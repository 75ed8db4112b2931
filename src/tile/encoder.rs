//! Mapbox vector tile encoder for grid cells.
//!
//! Cells are projected to Web Mercator, scaled into the tile's integer grid,
//! clipped to the tile plus a buffer and written as polygon features of a
//! single layer.
//!
//! # Design Decisions
//!
//! - **Clipping**: rings entirely inside the buffered square are kept as
//!   they are; the rest are intersected with it using `geo`'s boolean ops.
//!
//! - **Null properties are omitted**: vector tiles have no null value; a cell
//!   without an area simply has no `area_id` tag.

use bytes::Bytes;
use geo::{BooleanOps, BoundingRect};
use geo_types::{coord, LineString, Polygon, Rect};
use mvt::{GeomEncoder, GeomType, Tile};

use crate::error::StoreError;
use crate::geometry::lnglat_to_mercator;
use crate::store::CellRecord;

use super::bounds::TileBounds;

/// Name of the single layer in every grid tile.
pub const LAYER_NAME: &str = "h3-layer";

/// Tile coordinate extent.
pub const TILE_EXTENT: u32 = 4096;

/// Clip buffer around the tile, in tile units.
pub const TILE_BUFFER: u32 = 64;

// =============================================================================
// MVT Encoder
// =============================================================================

/// Encoder for grid-cell vector tiles.
#[derive(Debug, Clone)]
pub struct MvtTileEncoder {
    extent: u32,
    buffer: u32,
}

impl Default for MvtTileEncoder {
    fn default() -> Self {
        Self::new()
    }
}

impl MvtTileEncoder {
    /// Encoder with the standard extent (4096) and buffer (64).
    pub fn new() -> Self {
        Self {
            extent: TILE_EXTENT,
            buffer: TILE_BUFFER,
        }
    }

    /// Encode `cells` into a tile covering `bounds`.
    ///
    /// Returns `None` when no cell leaves a drawable ring inside the buffered
    /// tile.
    ///
    /// # Errors
    ///
    /// [`StoreError::Encode`] if the protobuf writer rejects a geometry.
    pub fn encode(
        &self,
        cells: &[CellRecord],
        bounds: &TileBounds,
    ) -> Result<Option<Bytes>, StoreError> {
        let extent = self.extent as f64;
        let buffer = self.buffer as f64;

        let mut tile = Tile::new(self.extent);
        let mut layer = tile.create_layer(LAYER_NAME);
        let mut features = 0usize;

        for cell in cells {
            let ring: LineString<f64> = cell
                .boundary
                .exterior()
                .coords()
                .map(|c| project_to_tile(c.x, c.y, bounds, extent))
                .collect();

            for clipped in clip_to_buffer(ring, extent, buffer) {
                let ring = clean_ring(clipped.coords().map(|c| (c.x, c.y)).collect());
                if ring.len() < 3 {
                    continue;
                }

                let mut encoder = GeomEncoder::new(GeomType::Polygon);
                for (x, y) in ring {
                    encoder = encoder.point(x, y).map_err(encode_error)?;
                }
                let geometry = encoder
                    .complete()
                    .and_then(|e| e.encode())
                    .map_err(encode_error)?;

                let mut feature = layer.into_feature(geometry);
                feature.add_tag_string("h3_index", &cell.h3_index);
                if let Some(area_id) = cell.area_id {
                    feature.add_tag_string("area_id", &area_id.to_string());
                }
                layer = feature.into_layer();
                features += 1;
            }
        }

        if features == 0 {
            return Ok(None);
        }

        tile.add_layer(layer).map_err(encode_error)?;
        let data = tile.to_bytes().map_err(encode_error)?;
        Ok(Some(Bytes::from(data)))
    }
}

fn encode_error(e: mvt::Error) -> StoreError {
    StoreError::Encode(e.to_string())
}

/// Geographic position to tile units; `y` points down.
fn project_to_tile(lng: f64, lat: f64, bounds: &TileBounds, extent: f64) -> (f64, f64) {
    let (mx, my) = lnglat_to_mercator(lng, lat);
    let x = (mx - bounds.xmin) / bounds.width() * extent;
    let y = (bounds.ymax - my) / bounds.height() * extent;
    (x, y)
}

// =============================================================================
// Clipping
// =============================================================================

/// Clip a ring to `[-buffer, extent + buffer]` on both axes.
///
/// Returns the exterior rings of the pieces left inside, possibly none.
fn clip_to_buffer(ring: LineString<f64>, extent: f64, buffer: f64) -> Vec<LineString<f64>> {
    let clip = Rect::new(
        coord! { x: -buffer, y: -buffer },
        coord! { x: extent + buffer, y: extent + buffer },
    );
    let polygon = Polygon::new(ring, Vec::new());

    let Some(bbox) = polygon.bounding_rect() else {
        return Vec::new();
    };
    let inside = bbox.min().x >= clip.min().x
        && bbox.min().y >= clip.min().y
        && bbox.max().x <= clip.max().x
        && bbox.max().y <= clip.max().y;
    if inside {
        return vec![polygon.into_inner().0];
    }

    polygon
        .intersection(&clip.to_polygon())
        .into_iter()
        .map(|piece| piece.into_inner().0)
        .collect()
}

/// Snap to the integer grid and drop repeated points, including the closing one.
fn clean_ring(ring: Vec<(f64, f64)>) -> Vec<(f64, f64)> {
    let mut cleaned: Vec<(f64, f64)> = Vec::with_capacity(ring.len());
    for (x, y) in ring {
        let point = (x.round(), y.round());
        if cleaned.last() != Some(&point) {
            cleaned.push(point);
        }
    }
    while cleaned.len() > 1 && cleaned.first() == cleaned.last() {
        cleaned.pop();
    }
    cleaned
}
....................
EXERCISE DESCRIPTION » Copy each entry exactly. Omit none.

ANSWER SECTION »
repository 75ed8db4112b2931
filename src/tile/encoder.rs
//! Mapbox vector tile encoder for grid cells.
//!
//! Cells are projected to Web Mercator, scaled into the tile's integer grid,
//! clipped to the tile plus a buffer and written as polygon features of a
//! single layer.
//!
//! # Design Decisions
//!
//! - **Clipping**: rings entirely inside the buffered square are kept as
//!   they are; the rest are intersected with it using `geo`'s boolean ops.
//!
//! - **Null properties are omitted**: vector tiles have no null value; a cell
//!   without an area simply has no `area_id` tag.

use bytes::Bytes;
use geo::{BooleanOps, BoundingRect};
use geo_types::{coord, LineString, Polygon, Rect};
use mvt::{GeomEncoder, GeomType, Tile};

use crate::error::StoreError;
use crate::geometry::lnglat_to_mercator;
use crate::store::CellRecord;

use super::bounds::TileBounds;

/// Name of the single layer in every grid tile.
pub const LAYER_NAME: &str = "h3-layer";

/// Tile coordinate extent.
pub const TILE_EXTENT: u32 = 4096;

/// Clip buffer around the tile, in tile units.
pub const TILE_BUFFER: u32 = 64;

// =============================================================================
// MVT Encoder
// =============================================================================

/// Encoder for grid-cell vector tiles.
#[derive(Debug, Clone)]
pub struct MvtTileEncoder {
    extent: u32,
    buffer: u32,
}

impl Default for MvtTileEncoder {
    fn default() -> Self {
        Self::new()
    }
}

impl MvtTileEncoder {
    /// Encoder with the standard extent (4096) and buffer (64).
    pub fn new() -> Self {
        Self {
            extent: TILE_EXTENT,
            buffer: TILE_BUFFER,
        }
    }

    /// Encode `cells` into a tile covering `bounds`.
    ///
    /// Returns `None` when no cell leaves a drawable ring inside the buffered
    /// tile.
    ///
    /// # Errors
    ///
    /// [`StoreError::Encode`] if the protobuf writer rejects a geometry.
    pub fn encode(
        &self,
        cells: &[CellRecord],
        bounds: &TileBounds,
    ) -> Result<Option<Bytes>, StoreError> {
        let extent = self.extent as f64;
        let buffer = self.buffer as f64;

        let mut tile = Tile::new(self.extent);
        let mut layer = tile.create_layer(LAYER_NAME);
        let mut features = 0usize;

        for cell in cells {
            let ring: LineString<f64> = cell
                .boundary
                .exterior()
                .coords()
                .map(|c| project_to_tile(c.x, c.y, bounds, extent))
                .collect();

            for clipped in clip_to_buffer(ring, extent, buffer) {
                let ring = clean_ring(clipped.coords().map(|c| (c.x, c.y)).collect());
                if ring.len() < 3 {
                    continue;
                }

                let mut encoder = GeomEncoder::new(GeomType::Polygon);
                for (x, y) in ring {
                    encoder = encoder.point(x, y).map_err(encode_error)?;
                }
                let geometry = encoder
                    .complete()
                    .and_then(|e| e.encode())
                    .map_err(encode_error)?;

                let mut feature = layer.into_feature(geometry);
                feature.add_tag_string("h3_index", &cell.h3_index);
                if let Some(area_id) = cell.area_id {
                    feature.add_tag_string("area_id", &area_id.to_string());
                }
                layer = feature.into_layer();
                features += 1;
            }
        }

        if features == 0 {
            return Ok(None);
        }

        tile.add_layer(layer).map_err(encode_error)?;
        let data = tile.to_bytes().map_err(encode_error)?;
        Ok(Some(Bytes::from(data)))
    }
}

fn encode_error(e: mvt::Error) -> StoreError {
    StoreError::Encode(e.to_string())
}

/// Geographic position to tile units; `y` points down.
fn project_to_tile(lng: f64, lat: f64, bounds: &TileBounds, extent: f64) -> (f64, f64) {
    let (mx, my) = lnglat_to_mercator(lng, lat);
    let x = (mx - bounds.xmin) / bounds.width() * extent;
    let y = (bounds.ymax - my) / bounds.height() * extent;
    (x, y)
}

// =============================================================================
// Clipping
// =============================================================================

/// Clip a ring to `[-buffer, extent + buffer]` on both axes.
///
/// Returns the exterior rings of the pieces left inside, possibly none.
fn clip_to_buffer(ring: LineString<f64>, extent: f64, buffer: f64) -> Vec<LineString<f64>> {
    let clip = Rect::new(
        coord! { x: -buffer, y: -buffer },
        coord! { x: extent + buffer, y: extent + buffer },
    );
    let polygon = Polygon::new(ring, Vec::new());

    let Some(bbox) = polygon.bounding_rect() else {
        return Vec::new();
    };
    let inside = bbox.min().x >= clip.min().x
        && bbox.min().y >= clip.min().y
        && bbox.max().x <= clip.max().x
        && bbox.max().y <= clip.max().y;
    if inside {
        return vec![polygon.into_inner().0];
    }

    polygon
        .intersection(&clip.to_polygon())
        .into_iter()
        .map(|piece| piece.into_inner().0)
        .collect()
}

/// Snap to the integer grid and drop repeated points, including the closing one.
fn clean_ring(ring: Vec<(f64, f64)>) -> Vec<(f64, f64)> {
    let mut cleaned: Vec<(f64, f64)> = Vec::with_capacity(ring.len());
    for (x, y) in ring {
        let point = (x.round(), y.round());
        if cleaned.last() != Some(&point) {
            cleaned.push(point);
        }
    }
    while cleaned.len() > 1 && cleaned.first() == cleaned.last() {
        cleaned.pop();
    }
    cleaned
}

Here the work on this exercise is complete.